**What you have to do**
With the line containing "repository 555d73282e82cffb" as the start and the line containing "holds installed packages." as the end, transcribe that span of the entries below exactly, including both.

**Saved data entries**
+ + + +

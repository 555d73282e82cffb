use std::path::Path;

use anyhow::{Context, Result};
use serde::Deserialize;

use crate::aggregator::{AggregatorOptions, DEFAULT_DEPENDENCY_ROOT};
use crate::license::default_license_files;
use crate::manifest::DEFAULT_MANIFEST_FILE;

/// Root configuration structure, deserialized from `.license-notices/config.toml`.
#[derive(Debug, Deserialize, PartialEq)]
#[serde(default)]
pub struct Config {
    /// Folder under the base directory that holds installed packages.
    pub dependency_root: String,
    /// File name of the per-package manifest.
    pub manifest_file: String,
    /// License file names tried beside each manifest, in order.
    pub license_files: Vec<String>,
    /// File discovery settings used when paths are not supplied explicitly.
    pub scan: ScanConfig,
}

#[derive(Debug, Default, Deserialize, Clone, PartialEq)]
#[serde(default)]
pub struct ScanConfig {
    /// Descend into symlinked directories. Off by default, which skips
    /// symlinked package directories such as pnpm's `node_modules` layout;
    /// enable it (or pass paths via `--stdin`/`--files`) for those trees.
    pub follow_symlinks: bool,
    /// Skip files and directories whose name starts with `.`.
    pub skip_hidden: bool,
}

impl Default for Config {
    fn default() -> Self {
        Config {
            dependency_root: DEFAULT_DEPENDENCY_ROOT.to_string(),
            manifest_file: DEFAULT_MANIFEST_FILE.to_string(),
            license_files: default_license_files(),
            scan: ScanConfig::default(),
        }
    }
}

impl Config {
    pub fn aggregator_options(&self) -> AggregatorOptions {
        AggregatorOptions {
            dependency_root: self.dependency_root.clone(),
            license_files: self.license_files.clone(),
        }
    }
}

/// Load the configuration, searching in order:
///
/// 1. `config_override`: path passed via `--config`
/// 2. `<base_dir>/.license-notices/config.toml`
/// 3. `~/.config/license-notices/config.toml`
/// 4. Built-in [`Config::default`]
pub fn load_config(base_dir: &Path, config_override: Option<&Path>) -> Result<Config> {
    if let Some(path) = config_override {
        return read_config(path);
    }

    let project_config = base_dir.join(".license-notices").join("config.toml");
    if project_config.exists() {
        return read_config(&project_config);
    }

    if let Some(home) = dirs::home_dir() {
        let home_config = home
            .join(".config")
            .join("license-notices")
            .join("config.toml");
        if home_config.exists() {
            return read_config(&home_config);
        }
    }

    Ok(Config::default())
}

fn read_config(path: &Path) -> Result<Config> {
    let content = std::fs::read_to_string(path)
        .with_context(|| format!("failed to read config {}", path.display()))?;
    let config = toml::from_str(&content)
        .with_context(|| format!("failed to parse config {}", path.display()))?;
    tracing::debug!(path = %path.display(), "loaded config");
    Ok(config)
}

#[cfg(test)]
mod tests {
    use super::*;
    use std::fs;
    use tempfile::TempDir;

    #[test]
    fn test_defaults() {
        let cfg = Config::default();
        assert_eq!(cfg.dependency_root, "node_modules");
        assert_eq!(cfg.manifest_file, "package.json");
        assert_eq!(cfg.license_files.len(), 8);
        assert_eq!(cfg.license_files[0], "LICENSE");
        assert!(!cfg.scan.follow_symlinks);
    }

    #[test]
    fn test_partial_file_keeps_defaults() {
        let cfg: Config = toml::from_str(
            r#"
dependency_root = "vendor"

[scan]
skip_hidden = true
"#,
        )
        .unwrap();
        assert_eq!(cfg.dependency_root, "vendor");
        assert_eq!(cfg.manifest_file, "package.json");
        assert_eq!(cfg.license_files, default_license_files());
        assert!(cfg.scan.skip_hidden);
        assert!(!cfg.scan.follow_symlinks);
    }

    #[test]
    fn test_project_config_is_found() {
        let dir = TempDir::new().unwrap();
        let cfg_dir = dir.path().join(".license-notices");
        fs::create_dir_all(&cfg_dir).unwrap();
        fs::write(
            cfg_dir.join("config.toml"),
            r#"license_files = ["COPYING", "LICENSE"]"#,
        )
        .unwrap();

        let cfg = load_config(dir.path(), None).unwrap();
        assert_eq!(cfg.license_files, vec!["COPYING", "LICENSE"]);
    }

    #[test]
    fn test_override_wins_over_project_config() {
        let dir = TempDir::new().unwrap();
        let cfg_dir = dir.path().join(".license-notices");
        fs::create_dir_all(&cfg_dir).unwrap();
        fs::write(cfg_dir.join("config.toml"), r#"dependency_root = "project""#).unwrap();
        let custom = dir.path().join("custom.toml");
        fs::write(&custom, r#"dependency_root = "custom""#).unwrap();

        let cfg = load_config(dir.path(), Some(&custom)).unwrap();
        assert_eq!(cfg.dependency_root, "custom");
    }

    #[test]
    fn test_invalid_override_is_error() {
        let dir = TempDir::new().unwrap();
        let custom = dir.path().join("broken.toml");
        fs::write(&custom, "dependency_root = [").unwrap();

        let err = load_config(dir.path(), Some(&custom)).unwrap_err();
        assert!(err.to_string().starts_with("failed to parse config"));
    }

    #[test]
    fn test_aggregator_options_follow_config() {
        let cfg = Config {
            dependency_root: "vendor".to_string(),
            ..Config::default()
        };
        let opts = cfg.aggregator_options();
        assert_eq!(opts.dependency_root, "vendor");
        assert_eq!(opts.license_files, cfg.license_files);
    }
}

+ + + +

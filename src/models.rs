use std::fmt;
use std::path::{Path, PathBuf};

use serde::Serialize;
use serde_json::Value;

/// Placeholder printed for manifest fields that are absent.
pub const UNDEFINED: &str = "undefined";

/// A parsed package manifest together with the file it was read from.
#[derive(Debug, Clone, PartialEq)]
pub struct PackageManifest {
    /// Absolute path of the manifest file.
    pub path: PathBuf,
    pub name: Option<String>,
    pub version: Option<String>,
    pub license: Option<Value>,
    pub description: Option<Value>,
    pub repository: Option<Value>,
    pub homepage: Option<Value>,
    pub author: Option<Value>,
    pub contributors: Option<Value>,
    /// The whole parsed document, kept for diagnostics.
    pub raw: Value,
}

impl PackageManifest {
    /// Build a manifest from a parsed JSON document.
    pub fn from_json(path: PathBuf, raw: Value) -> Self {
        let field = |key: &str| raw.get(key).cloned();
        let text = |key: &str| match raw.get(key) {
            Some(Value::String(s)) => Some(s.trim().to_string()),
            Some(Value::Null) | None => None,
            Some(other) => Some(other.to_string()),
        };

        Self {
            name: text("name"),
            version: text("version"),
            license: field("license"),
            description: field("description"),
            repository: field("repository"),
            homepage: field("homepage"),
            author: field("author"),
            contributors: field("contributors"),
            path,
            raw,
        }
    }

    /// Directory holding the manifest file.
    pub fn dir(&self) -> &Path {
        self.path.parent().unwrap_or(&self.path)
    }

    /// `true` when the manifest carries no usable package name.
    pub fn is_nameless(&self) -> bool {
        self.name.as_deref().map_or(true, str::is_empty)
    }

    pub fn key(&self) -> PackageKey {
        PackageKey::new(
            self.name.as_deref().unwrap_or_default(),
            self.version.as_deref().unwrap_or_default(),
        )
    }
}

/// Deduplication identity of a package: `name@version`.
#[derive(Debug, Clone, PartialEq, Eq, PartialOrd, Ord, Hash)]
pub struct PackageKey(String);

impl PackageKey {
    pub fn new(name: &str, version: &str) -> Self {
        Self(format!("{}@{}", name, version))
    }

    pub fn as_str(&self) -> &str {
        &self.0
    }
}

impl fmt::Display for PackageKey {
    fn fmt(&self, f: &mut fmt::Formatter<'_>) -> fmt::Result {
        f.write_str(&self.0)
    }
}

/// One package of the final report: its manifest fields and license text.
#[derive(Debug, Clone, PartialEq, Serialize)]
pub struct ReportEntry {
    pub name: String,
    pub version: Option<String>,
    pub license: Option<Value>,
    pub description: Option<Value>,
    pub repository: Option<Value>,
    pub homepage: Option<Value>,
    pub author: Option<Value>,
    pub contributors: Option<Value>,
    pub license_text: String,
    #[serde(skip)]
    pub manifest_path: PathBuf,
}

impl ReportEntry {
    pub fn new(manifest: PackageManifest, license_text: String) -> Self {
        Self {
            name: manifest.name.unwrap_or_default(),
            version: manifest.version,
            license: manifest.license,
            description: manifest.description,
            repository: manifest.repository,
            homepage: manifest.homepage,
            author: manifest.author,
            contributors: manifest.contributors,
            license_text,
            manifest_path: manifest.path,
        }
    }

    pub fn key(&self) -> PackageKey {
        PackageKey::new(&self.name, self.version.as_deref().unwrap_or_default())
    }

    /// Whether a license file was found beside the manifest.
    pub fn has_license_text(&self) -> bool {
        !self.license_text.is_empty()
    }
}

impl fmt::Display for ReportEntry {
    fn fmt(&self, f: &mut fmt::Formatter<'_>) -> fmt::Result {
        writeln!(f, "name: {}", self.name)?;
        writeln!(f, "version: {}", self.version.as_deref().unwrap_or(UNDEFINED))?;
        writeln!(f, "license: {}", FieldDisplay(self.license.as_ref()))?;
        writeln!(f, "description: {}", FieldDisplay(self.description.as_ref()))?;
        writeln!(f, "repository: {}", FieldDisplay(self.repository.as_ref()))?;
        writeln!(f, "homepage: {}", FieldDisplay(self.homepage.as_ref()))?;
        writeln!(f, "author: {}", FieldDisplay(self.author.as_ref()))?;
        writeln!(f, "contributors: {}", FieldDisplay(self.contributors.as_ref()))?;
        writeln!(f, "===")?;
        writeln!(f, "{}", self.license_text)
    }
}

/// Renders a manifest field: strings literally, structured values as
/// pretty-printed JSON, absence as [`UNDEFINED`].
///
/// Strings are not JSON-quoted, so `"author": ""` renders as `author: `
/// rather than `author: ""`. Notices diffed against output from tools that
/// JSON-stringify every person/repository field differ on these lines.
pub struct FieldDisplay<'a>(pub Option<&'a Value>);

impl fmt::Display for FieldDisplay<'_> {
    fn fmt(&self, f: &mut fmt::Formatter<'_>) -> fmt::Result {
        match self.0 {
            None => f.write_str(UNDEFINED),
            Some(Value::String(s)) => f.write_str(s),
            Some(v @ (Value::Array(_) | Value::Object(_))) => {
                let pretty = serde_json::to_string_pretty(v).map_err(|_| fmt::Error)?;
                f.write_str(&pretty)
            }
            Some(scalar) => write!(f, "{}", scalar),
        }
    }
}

+ + + +

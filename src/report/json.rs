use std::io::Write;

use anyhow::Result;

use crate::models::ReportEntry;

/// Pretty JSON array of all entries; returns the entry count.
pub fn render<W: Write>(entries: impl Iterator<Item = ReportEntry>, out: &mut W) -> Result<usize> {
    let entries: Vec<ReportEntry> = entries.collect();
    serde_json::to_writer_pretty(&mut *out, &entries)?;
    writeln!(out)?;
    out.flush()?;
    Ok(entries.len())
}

+ + + +

**Reply**
repository 555d73282e82cffb
use std::path::Path;

use anyhow::{Context, Result};
use serde::Deserialize;

use crate::aggregator::{AggregatorOptions, DEFAULT_DEPENDENCY_ROOT};
use crate::license::default_license_files;
use crate::manifest::DEFAULT_MANIFEST_FILE;

/// Root configuration structure, deserialized from `.license-notices/config.toml`.
#[derive(Debug, Deserialize, PartialEq)]
#[serde(default)]
pub struct Config {
    /// Folder under the base directory that holds installed packages.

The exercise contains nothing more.